O Supremo Tribunal Federal (STF) decidiu que normas estabelecidas em acordos e convenções coletivas de trabalho devem prevalecer sobre a legislação no caso de restrição ou supressão de direito não assegurado pela Constituição Federal. O resultado do julgamento do Recurso Extraordinário com Agravo em questão (ARE 1.121.633) cria jurisprudência para outros processos com questionamentos sobre a prevalência ou não do negociado sobre o legislado, uma vez que o caso foi ao pleno da Corte como tema da repercussão geral.
Segundo informação do Supremo, existem mais de 66 mil processos sobrestados na origem (ou seja, paralisados) à espera da decisão do STF sobre o tema.
A tese vencedora no julgamento foi a do relator, ministro Gilmar Mendes, que votou pelo reconhecimento do recurso e por dar provimento ao mesmo a fim de reformar o acórdão recorrido e assegurar validade da negociação coletiva de trabalho em questão.
O caso concreto trata de horas in itinere, com julgamento do recurso ajuizado por uma empresa em face de decisão do Tribunal Superior do Trabalho (TST). A Corte trabalhista negou validade de uma cláusula aprovada em negociação coletiva que, na prática, substituiu o pagamento pelo tempo gasto no deslocamento entre casa e local de trabalho, por fornecimento de transporte aos empregados. No recurso, a Mineração Serra Grande S.A., de Goiás, afirma que a decisão do TST ultrapassou o princípio constitucional da prevalência da negociação coletiva.
Em seu voto sobre o processo paradigma do tema 1.046 da repercussão geral, Mendes apresentou entendimento de que as negociações podem restringir direitos, mas ressaltou que as mesmas não devem ferir patamar civilizatório mínimo, em observância do constitucionalmente previsto.

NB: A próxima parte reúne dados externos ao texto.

//! Per-file import orchestration.
//!
//! One import runs through `Invoking -> Parsing -> Assembling ->
//! Synthesizing` and ends in `Done` or `Failed`. Nothing is written to the
//! output directory before the synthesizing stage, so a file that fails
//! earlier leaves no artifacts behind.

use std::collections::HashMap;
use std::fs;
use std::path::{Path, PathBuf};

use spriteport_backend_aseprite::{parse_metadata, Orchestrator, OrchestratorConfig};
use spriteport_spec::hash::blake3_hash;
use spriteport_spec::{
    ArtifactRecord, ClipArtifactRef, CompiledRules, ControllerArtifact, ExportRequest,
    ImportError, ImportResult, ImporterConfiguration, OverrideControllerArtifact, ParsedSheet,
    PipelineResult, SheetExporter, SpriteSheetArtifact,
};

use crate::assembler::{assemble, Assembly};
use crate::controller::{
    build_controller, build_override_controller, controller_path, find_controller,
    load_base_controller, load_existing, override_controller_path, write_controller,
};
use crate::synthesizer::{
    build_clip, build_sprite_sheet, load_json, source_base_name, write_if_changed, write_json,
    OutputLayout,
};

pub use spriteport_backend_aseprite::is_valid_source;

/// Stage of a single-file import.
#[derive(Debug, Clone, Copy, PartialEq, Eq, Hash)]
pub enum ImportStage {
    Invoking,
    Parsing,
    Assembling,
    Synthesizing,
    Done,
    Failed,
}

impl ImportStage {
    pub fn as_str(&self) -> &'static str {
        match self {
            ImportStage::Invoking => "invoking",
            ImportStage::Parsing => "parsing",
            ImportStage::Assembling => "assembling",
            ImportStage::Synthesizing => "synthesizing",
            ImportStage::Done => "done",
            ImportStage::Failed => "failed",
        }
    }
}

impl std::fmt::Display for ImportStage {
    fn fmt(&self, f: &mut std::fmt::Formatter<'_>) -> std::fmt::Result {
        f.write_str(self.as_str())
    }
}

/// Receives progress of imports. All methods default to doing nothing.
pub trait ImportObserver {
    /// A file moved to `stage`.
    fn stage_changed(&mut self, _path: &Path, _stage: ImportStage) {}

    /// File `index` (zero-based) of `total` is about to be imported.
    fn file_started(&mut self, _index: usize, _total: usize, _path: &Path) {}

    /// File `index` of `total` finished, successfully or not.
    fn file_finished(&mut self, _index: usize, _total: usize, _path: &Path, _ok: bool) {}
}

/// Observer that ignores everything.
#[derive(Debug, Default, Clone, Copy)]
pub struct NoopObserver;

impl ImportObserver for NoopObserver {}

/// What controller, if any, to produce after importing animations.
#[derive(Debug, Clone, PartialEq, Eq, Default)]
pub enum ControllerTarget {
    /// Animations only.
    #[default]
    None,
    /// Animations plus a base controller named after the source.
    Base,
    /// Animations plus an override controller re-skinning `base`.
    Override { base: PathBuf },
}

/// Returns an orchestrator configured from `config`.
pub fn orchestrator_for(config: &ImporterConfiguration) -> Orchestrator {
    Orchestrator::with_config(OrchestratorConfig::from_settings(&config.tool))
}

/// Returns true if the external tool can be resolved with `config`.
pub fn can_import(config: &ImporterConfiguration) -> bool {
    orchestrator_for(config).is_available()
}

/// Runs imports against one configuration and one exporter.
///
/// The configuration is borrowed for the importer's lifetime and never
/// modified.
pub struct Importer<'a> {
    config: &'a ImporterConfiguration,
    exporter: &'a dyn SheetExporter,
    rules: CompiledRules,
}

impl<'a> Importer<'a> {
    pub fn new(config: &'a ImporterConfiguration, exporter: &'a dyn SheetExporter) -> Self {
        Self {
            config,
            exporter,
            rules: config.non_looping_rules.compile(),
        }
    }

    pub fn config(&self) -> &ImporterConfiguration {
        self.config
    }

    pub fn exporter(&self) -> &dyn SheetExporter {
        self.exporter
    }

    /// Imports one source file.
    pub fn import(&self, source: &Path) -> PipelineResult<ImportResult> {
        self.import_observed(source, &mut NoopObserver)
    }

    /// Imports one source file, reporting stage transitions to `observer`.
    pub fn import_observed(
        &self,
        source: &Path,
        observer: &mut dyn ImportObserver,
    ) -> PipelineResult<ImportResult> {
        let outcome = self.run_stages(source, observer);
        let last = if outcome.is_ok() {
            ImportStage::Done
        } else {
            ImportStage::Failed
        };
        observer.stage_changed(source, last);
        outcome
    }

    fn run_stages(
        &self,
        source: &Path,
        observer: &mut dyn ImportObserver,
    ) -> PipelineResult<ImportResult> {
        observer.stage_changed(source, ImportStage::Invoking);
        check_source(source)?;
        let staging = tempfile::Builder::new()
            .prefix("spriteport-")
            .tempdir()
            .map_err(|e| {
                ImportError::external_tool(
                    source,
                    format!("cannot create staging directory: {e}"),
                    None,
                )
            })?;
        let request = ExportRequest::in_staging_dir(source, staging.path());
        self.exporter.export(&request)?;
        for output in [&request.sheet_path, &request.data_path] {
            if !output.is_file() {
                return Err(ImportError::external_tool(
                    source,
                    format!("tool did not produce {}", output.display()),
                    None,
                ));
            }
        }

        observer.stage_changed(source, ImportStage::Parsing);
        let sheet = read_sheet(source, &request.data_path)?;

        observer.stage_changed(source, ImportStage::Assembling);
        let base_name = source_base_name(source);
        let assembly = assemble(source, &base_name, &sheet.frames, &self.rules)?;

        observer.stage_changed(source, ImportStage::Synthesizing);
        self.synthesize(source, &request, sheet, assembly)
    }

    fn synthesize(
        &self,
        source: &Path,
        request: &ExportRequest,
        sheet: ParsedSheet,
        assembly: Assembly,
    ) -> PipelineResult<ImportResult> {
        let layout = OutputLayout::new(source, self.config);
        let clip_files = clip_paths(&layout, &assembly)?;

        let sheet_path = layout.sprite_sheet_path();
        let sheet_ref = layout.relative(&sheet_path);
        let existing: Option<SpriteSheetArtifact> = load_json(&sheet_path)?;

        let texture_bytes = fs::read(&request.sheet_path)
            .map_err(|e| ImportError::write_failure(&request.sheet_path, e))?;
        let texture_path = layout.texture_path();
        let texture_status = write_if_changed(&texture_path, &texture_bytes)?;
        let sprite_sheet = build_sprite_sheet(
            &layout.relative(&texture_path),
            &blake3_hash(&texture_bytes),
            (sheet.meta.width, sheet.meta.height),
            &sheet.frames,
            self.config,
            existing.as_ref(),
        );
        let sheet_status = write_json(&sheet_path, &sprite_sheet)?;

        let mut clip_artifacts = Vec::with_capacity(assembly.clips.len());
        for (clip, path) in assembly.clips.iter().zip(clip_files) {
            let artifact = build_clip(clip, &sprite_sheet, &sheet_ref, self.config);
            let status = write_json(&path, &artifact)?;
            clip_artifacts.push(ClipArtifactRef {
                clip_name: clip.name.clone(),
                relative_path: layout.relative(&path),
                path,
                status,
            });
        }

        Ok(ImportResult {
            source_asset_path: source.to_path_buf(),
            base_name: layout.base_name.clone(),
            output_dir: layout.source_dir.clone(),
            has_animations: !assembly.clips.is_empty(),
            declared_tags: sheet.declared_tag_names(),
            clips: assembly.clips,
            sprite_artifacts: vec![
                ArtifactRecord {
                    path: texture_path,
                    status: texture_status,
                },
                ArtifactRecord {
                    path: sheet_path,
                    status: sheet_status,
                },
            ],
            clip_artifacts,
            rule_matches: assembly.rule_matches,
        })
    }

    /// Writes the controller `target` asks for, merging into existing files.
    ///
    /// Returns `Ok(None)` for [`ControllerTarget::None`].
    pub fn build_controller(
        &self,
        result: &ImportResult,
        target: &ControllerTarget,
    ) -> PipelineResult<Option<ArtifactRecord>> {
        match target {
            ControllerTarget::None => Ok(None),
            ControllerTarget::Base => {
                let mut path = controller_path(result);
                if self.config.automatic_controller_discovery && !path.is_file() {
                    if let Some(found) = find_controller(result) {
                        path = found;
                    }
                }
                let existing: Option<ControllerArtifact> = load_existing(&path)?;
                let controller = build_controller(result, existing);
                write_controller(&path, &controller).map(Some)
            }
            ControllerTarget::Override { base } => {
                let base = load_base_controller(&result.source_asset_path, base)?;
                let path = override_controller_path(result);
                let existing: Option<OverrideControllerArtifact> = load_existing(&path)?;
                let controller = build_override_controller(result, Some(&base), existing)?;
                write_controller(&path, &controller).map(Some)
            }
        }
    }
}

fn check_source(source: &Path) -> PipelineResult<()> {
    if !is_valid_source(source) {
        return Err(ImportError::external_tool(
            source,
            "not an Aseprite file (expected .ase or .aseprite)",
            None,
        ));
    }
    if !source.is_file() {
        return Err(ImportError::external_tool(
            source,
            "source file does not exist",
            None,
        ));
    }
    Ok(())
}

/// Artifact path of every clip, in clip order.
///
/// Fails before anything is written when two clip names map to one file.
/// Paths are compared case-insensitively.
fn clip_paths(layout: &OutputLayout, assembly: &Assembly) -> PipelineResult<Vec<PathBuf>> {
    let mut claimed: HashMap<String, &str> = HashMap::new();
    let mut paths = Vec::with_capacity(assembly.clips.len());
    for clip in &assembly.clips {
        let path = layout.clip_path(&clip.name);
        let key = path.to_string_lossy().to_lowercase();
        if let Some(first) = claimed.insert(key, &clip.name) {
            return Err(ImportError::clip_file_collision(path, first, &clip.name));
        }
        paths.push(path);
    }
    Ok(paths)
}

fn read_sheet(source: &Path, data_path: &Path) -> PipelineResult<ParsedSheet> {
    let json = fs::read_to_string(data_path).map_err(|e| {
        ImportError::malformed(source, format!("cannot read {}: {e}", data_path.display()))
    })?;
    parse_metadata(&json).map_err(|e| ImportError::malformed(source, e.to_string()))
}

Em regra, as cláusulas não podem ferir um patamar civilizatório mínimo, composto, em linhas gerais, pelas normas constitucionais, pelas normas de tratados e convenções internacionais incorporados ao direito brasileiro e pelas normas que, mesmo infraconstitucionais, asseguram garantias mínimas de cidadania aos trabalhadores.
Mendes foi acompanhado pelos ministros André Mendonça, Nunes Marques, Alexandre de Moraes, Roberto Barroso, Dias Toffoli e Carmen Lúcia. O ministro Edson Fachin abriu divergência ao avaliar como inadmissível que a negociação coletiva se sobreponha à vontade do legislador constituinte. Ele foi acompanhado pela ministra Rosa Weber, consolidando do placar do resultado em 7 a 2 pela prevalência do negociado sobre o legislado. Os ministros Luiz Fux, presidente do STF, e Ricardo Lewandowski não participaram da sessão desta quinta-feira (2).
Em seu voto, Nunes Marques disse ser “notório que não há como o Estado acompanhar e regular pormenorizadamente as relações econômicas e trabalhistas” em função do dinamismo e especificidade dos variados campos econômicos nos quais as relações de trabalho se inserem. Destacou, ainda, que “não deve haver pretensão estatal de arvorar-se em tal objetivo, sob pena de adentrar demasiadamente na esfera particular dos indivíduos e com isso tolher-lhes a liberdade em suas várias acepções”.
Alexandre de Moraes afirmou que a ferramenta da negociação coletiva é “importante direito social do trabalhador no sentido de privilegiar a autonomia de vontade, representada pelo sindicato, para discutir direitos disponíveis [em oposição aos indisponíveis, aqueles consagrados no ordenamento jurídico brasileiro]”. No caso concreto, segundo ele, é essa a condição da questão de deslocamento dos trabalhadores.